• _RECORDS FOR THE TASK_:
// Copyright (c) 2026 - present Nicholas D. Crosbie
// SPDX-License-Identifier: MIT

//! Rendering of query results

use std::io::{self, Write};

use chrono_tz::Tz;
use clap::ValueEnum;
use git_commits::{CommitRecord, RepoAuthor};

/// How results are printed
#[derive(Debug, Clone, Copy, Default, PartialEq, Eq, ValueEnum)]
pub enum OutputFormat {
    /// One line per commit or author
    #[default]
    Text,
    /// A pretty-printed JSON array
    Json,
}

/// Render commits, printing timestamps in `tz` for the text format
///
/// # Errors
///
/// Returns an error if JSON serialization fails.
pub fn render_commits(
    commits: &[CommitRecord],
    format: OutputFormat,
    tz: Tz,
) -> Result<String, serde_json::Error> {
    match format {
        OutputFormat::Json => serde_json::to_string_pretty(commits),
        OutputFormat::Text => Ok(commits
            .iter()
            .map(|c| commit_line(c, tz))
            .collect::<Vec<_>>()
            .join("\n")),
    }
}

/// Render distinct authors
///
/// # Errors
///
/// Returns an error if JSON serialization fails.
pub fn render_authors(
    authors: &[RepoAuthor],
    format: OutputFormat,
) -> Result<String, serde_json::Error> {
    match format {
        OutputFormat::Json => serde_json::to_string_pretty(authors),
        OutputFormat::Text => Ok(authors
            .iter()
            .map(|a| format!("{} <{}>", a.name, a.email))
            .collect::<Vec<_>>()
            .join("\n")),
    }
}

/// Write rendered output followed by a newline
///
/// A reader that has gone away (`git-commits | head -1`) is not an error.
///
/// # Errors
///
/// Returns any other I/O error from `out`.
pub fn write_output<W: Write>(out: &mut W, rendered: &str) -> io::Result<()> {
    if rendered.is_empty() {
        return Ok(());
    }
    match writeln!(out, "{rendered}").and_then(|()| out.flush()) {
        Err(e) if e.kind() == io::ErrorKind::BrokenPipe => Ok(()),
        result => result,
    }
}

fn commit_line(commit: &CommitRecord, tz: Tz) -> String {
    let when = commit
        .authored_datetime
        .with_timezone(&tz)
        .format("%Y-%m-%d %H:%M:%S");
    let mut line = format!(
        "{} {} {} {}",
        commit.short_sha,
        when,
        commit.author_name,
        commit.subject()
    );
    if !commit.branches.is_empty() {
        line.push_str(&format!(" [{}]", commit.branches.join(", ")));
    }
    line
}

• _TASK STATEMENT_:
Tally the lines of the entries that carry the word "CommitRecord" and say only that number.

• _ANSWER TO THIS EXERCISE_:
3